Sometimes the hardest part of getting rid of a gadget is thinking about it after it's gone. In 1993 I bought a Cannondale M800 Beast of the East mountain bike. It creaked a lot, and a year later I sold it, only to buy another one a few years ago, not with the intention to ride much, but with the intention to just have. I did the same thing with a Klein Rascal that I rarely ever ride, and the original EWR that I also ride sparingly and gingerly even though I know it is built like a tank and will probably outlast me.

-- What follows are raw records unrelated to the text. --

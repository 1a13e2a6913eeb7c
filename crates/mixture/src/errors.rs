use shakemix_gmpe::GmpeError;
use thiserror::Error;

/// A result type for the mixture of ground-motion models
pub type Result<T> = std::result::Result<T, MixtureError>;

/// An error when building or querying a [`GmpeMixture`](crate::GmpeMixture)
#[derive(Error, Debug)]
pub enum MixtureError {
    /// When the models cannot be combined
    #[error("Compatibility error: {0}")]
    CompatibilityError(String),
    /// When the request is outside what the mixture supports
    #[error("Unsupported request: {0}")]
    UnsupportedRequestError(String),
    /// When the contexts do not provide what a model requires
    #[error("Missing context: {0}")]
    MissingContextError(String),
    /// When error due to a bad value
    #[error("InvalidValue error: {0}")]
    InvalidValueError(String),
    /// When a model or the component converter fails
    #[error(transparent)]
    GmpeError(#[from] GmpeError),
}

impl From<MixtureError> for GmpeError {
    fn from(error: MixtureError) -> GmpeError {
        match error {
            MixtureError::GmpeError(err) => err,
            MixtureError::MissingContextError(msg) => GmpeError::MissingParameter(msg),
            MixtureError::InvalidValueError(msg) => GmpeError::InvalidValueError(msg),
            err => GmpeError::ModelError(err.to_string()),
        }
    }
}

Now imagine a family connection to your gadgets, a personal historical connection. Multi-generational Gadgets! Your grandmother's Steinway, or your father's VW. Imagine you had a chance to own a gadget similar to one your father or grandfather owned many years before and you grew up with but they had to sell. Maybe they even had to sell it off under dire circumstance. You buy the replacement, love it, make it like you remember it as a child. You keep it as a reminder of a simpler time. It warms you like the tubes in that McIntosh amp. It is a Gadget. It speaks to you. It makes you feel. Makes you remember. Maybe even tingle.
Time Machine indeed. |
2 comments:
I love gadgets. Do you have a McIntosh AMP? I have always wanted one but Caroline doesn't like music enough to justify it
Oh, gosh, equalizers. I haven't thought of them in years. What a silly invention.
As you know, I don't really share your gadget fascination. (With one or two exceptions -- ball radio!) To me, a machine is just a machine. I've especially been bewildered by your fascination with watches.
BUT I have other items that I invest with the same degree of sentiment and personification -- books, or tchotchkes or old toys. So I can see where you're coming from there.
At some point I realized that the memories embodied in an object are still with me -- at least until the Alzheimer's sets in -- regardless of whether the object itself is. That freed me to get rid of a lot of objects, and for the most part I don't miss them. Occasionally I do, though, and I do feel sad when I think of objects that have been sold or given away, and stripped of their associations -- their past, their peculiarities.
You just can't keep everything, though! Well, I can't, anyway. My life is just too mobile for that.